Records drawn from a dataset:
- - - -
use rand::Rng;
use tracing::trace;

use crate::components::{Dir, Pos};
use crate::level::{Grid, HUNTER_COUNT};
use crate::mode::Mode;
use crate::pathfinding::first_step;
use crate::player::Runner;

/// Skittish hunters spend the first `SKITTISH_RETREAT` ticks of every
/// `SKITTISH_CYCLE` heading home even while chasing.
const SKITTISH_CYCLE: u64 = 40;
const SKITTISH_RETREAT: u64 = 10;

/// How a hunter picks its chase target.
#[derive(Debug, Clone, Copy, PartialEq, Eq)]
pub enum Personality {
    /// Goes straight for the runner's cell.
    Shadow,
    /// Aims `lead` tiles ahead of the runner's facing.
    Ambush { lead: usize },
    /// Mostly shadows, but keeps breaking off toward home.
    Skittish,
}

/// Personality of each hunter, indexed by identity.
pub const PERSONALITIES: [Personality; HUNTER_COUNT] = [
    Personality::Shadow,
    Personality::Ambush { lead: 2 },
    Personality::Ambush { lead: 4 },
    Personality::Skittish,
];

impl Personality {
    fn chase_target(self, home: Pos, runner: &Runner, tick: u64, grid: &Grid) -> Pos {
        match self {
            Personality::Shadow => runner.pos,
            Personality::Ambush { lead } => lead_target(runner, lead, grid),
            Personality::Skittish => {
                if tick % SKITTISH_CYCLE < SKITTISH_RETREAT {
                    home
                } else {
                    runner.pos
                }
            }
        }
    }
}

/// Scatter corner for a hunter identity: top-right, top-left,
/// bottom-right, bottom-left, inside the border ring.
pub fn home_corner(id: usize, width: usize, height: usize) -> Pos {
    let right = width.saturating_sub(2).max(1);
    let bottom = height.saturating_sub(2).max(1);
    match id % HUNTER_COUNT {
        0 => Pos { x: right, y: 1 },
        1 => Pos { x: 1, y: 1 },
        2 => Pos { x: right, y: bottom },
        _ => Pos { x: 1, y: bottom },
    }
}

fn lead_target(runner: &Runner, lead: usize, grid: &Grid) -> Pos {
    let (dx, dy) = runner.dir.delta();
    let lead = lead as isize;
    let clamp = |value: isize, dim: usize| {
        let hi = (dim as isize - 2).max(1);
        value.clamp(1, hi) as usize
    };
    Pos {
        x: clamp(runner.pos.x as isize + dx * lead, grid.width()),
        y: clamp(runner.pos.y as isize + dy * lead, grid.height()),
    }
}

#[derive(Debug, Clone, Copy, PartialEq, Eq)]
pub struct Hunter {
    pub id: usize,
    pub pos: Pos,
    pub dir: Dir,
    /// Spawn and respawn cell.
    pub pen: Pos,
    /// Scatter target.
    pub home: Pos,
}

impl Hunter {
    pub fn spawn(id: usize, pen: Pos, grid: &Grid) -> Self {
        Self {
            id,
            pos: pen,
            dir: Dir::Up,
            pen,
            home: home_corner(id, grid.width(), grid.height()),
        }
    }

    pub fn personality(&self) -> Personality {
        PERSONALITIES[self.id % HUNTER_COUNT]
    }

    /// Back to the pen after being eaten.
    pub fn send_home(&mut self) {
        self.pos = self.pen;
        self.dir = Dir::Up;
    }

    pub fn target(&self, mode: Mode, runner: &Runner, tick: u64, grid: &Grid) -> Pos {
        match mode {
            Mode::Scatter | Mode::Frightened => self.home,
            Mode::Chase => self.personality().chase_target(self.home, runner, tick, grid),
        }
    }

    /// Moves one tile toward `target`. A blocked path step falls back to the
    /// current heading, then to the first open direction in fixed order.
    /// Returns whether the hunter moved.
    pub fn advance(&mut self, grid: &Grid, target: Pos, rng: &mut impl Rng) -> bool {
        let wanted = first_step(grid, self.pos, target, Some(self.dir), rng);
        let candidates = [wanted, self.dir].into_iter().chain(Dir::ALL);
        for dir in candidates {
            if let Some(next) = grid.open_neighbor(self.pos, dir) {
                if dir != wanted {
                    trace!(id = self.id, ?wanted, ?dir, "hunter step blocked, rerouting");
                }
                self.pos = next;
                self.dir = dir;
                return true;
            }
        }
        false
    }
}
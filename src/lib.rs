// Tick-driven maze chase: one runner, four hunters, a fixed maze.

pub mod components;
pub mod config;
pub mod game;
pub mod ghost;
pub mod level;
pub mod mode;
pub mod pathfinding;
pub mod player;
pub mod render;

pub use components::{Dir, Glyph, Pos, Tile};
pub use config::{ConfigError, RunSettings, SimConfig};
pub use game::Simulation;
pub use ghost::{Hunter, Personality};
pub use level::{Grid, Level, LevelError};
pub use mode::{Mode, Schedule};
pub use player::Runner;
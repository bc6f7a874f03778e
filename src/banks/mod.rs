//! Issuing-bank detection from card BINs and IBAN bank codes.
//!
//! # Example
//!
//! ```
//! use faktor::banks::*;
//!
//! let bank = detect_bank("6037-7012-3456-7896").unwrap();
//! assert_eq!(bank.bank, "Keshavarzi");
//!
//! let bank = detect_bank_from_iban("IR050170000000123456789012").unwrap();
//! assert_eq!(bank.bank, "Melli");
//! ```

mod table;

use serde::Serialize;

use crate::identifiers::{ascii_digits, iban_bank_code, is_valid_iranian_iban, normalize_digits};
use table::{BANK_BINS, IBAN_BANK_CODES};

/// An issuing bank as listed in the BIN table.
#[derive(Debug, Clone, Copy, PartialEq, Eq, Serialize)]
pub struct BankInfo {
    /// Bank name (transliterated).
    pub bank: &'static str,
    /// Bank name in Persian.
    pub bank_fa: &'static str,
    /// Example six-digit BINs for this issuer, formatted `NNNN-NN`.
    pub prefixes: &'static [&'static str],
    /// Logo asset path, if one ships with the application.
    pub logo: Option<&'static str>,
}

impl BankInfo {
    fn matches_bin6(&self, bin6: &str) -> bool {
        self.prefixes
            .iter()
            .any(|p| ascii_digits(p).get(..6) == Some(bin6))
    }
}

/// Identify the issuing bank of a (possibly formatted) card number.
///
/// Only whitespace and hyphens are removed; any other character stays in
/// place and stops a prefix from matching. The first four digits select the
/// candidate list. With several candidates
/// the first one whose six-digit example matches the card wins; when none
/// matches the first candidate is returned. Fewer than four digits or an
/// unknown prefix yields `None`.
pub fn detect_bank(card: &str) -> Option<&'static BankInfo> {
    let digits: String = normalize_digits(card)
        .chars()
        .filter(|c| !c.is_whitespace() && *c != '-')
        .collect();
    let bin4 = digits.get(..4).filter(|b| b.bytes().all(|d| d.is_ascii_digit()))?;

    let Ok(idx) = BANK_BINS.binary_search_by(|(prefix, _)| (*prefix).cmp(bin4)) else {
        tracing::trace!(bin = bin4, "no bank registered for card prefix");
        return None;
    };
    let candidates = BANK_BINS[idx].1;

    if let [only] = candidates {
        return Some(only);
    }

    digits
        .get(..6)
        .and_then(|bin6| candidates.iter().find(|c| c.matches_bin6(bin6)))
        .or_else(|| candidates.first())
}

/// Identify the bank holding an Iranian IBAN from its bank code.
///
/// The IBAN must pass [`is_valid_iranian_iban`].
pub fn detect_bank_from_iban(iban: &str) -> Option<&'static BankInfo> {
    if !is_valid_iranian_iban(iban) {
        return None;
    }
    let code = iban_bank_code(iban)?;
    let idx = IBAN_BANK_CODES
        .binary_search_by(|(c, _)| (*c).cmp(code.as_str()))
        .ok()?;
    find_bank(IBAN_BANK_CODES[idx].1)
}

/// Look up a bank by its transliterated name (case-insensitive).
pub fn find_bank(name: &str) -> Option<&'static BankInfo> {
    banks().find(|b| b.bank.eq_ignore_ascii_case(name.trim()))
}

/// Every BIN table entry, in table order. Banks issuing under several
/// prefixes appear once per prefix.
pub fn banks() -> impl Iterator<Item = &'static BankInfo> {
    BANK_BINS.iter().flat_map(|(_, candidates)| candidates.iter())
}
- - - -
- _TASK DESCRIPTION_
One number answers this exercise: the count of lines above in which the word "transliterated" appears.

- _OUTPUT FOR THIS EXERCISE_
2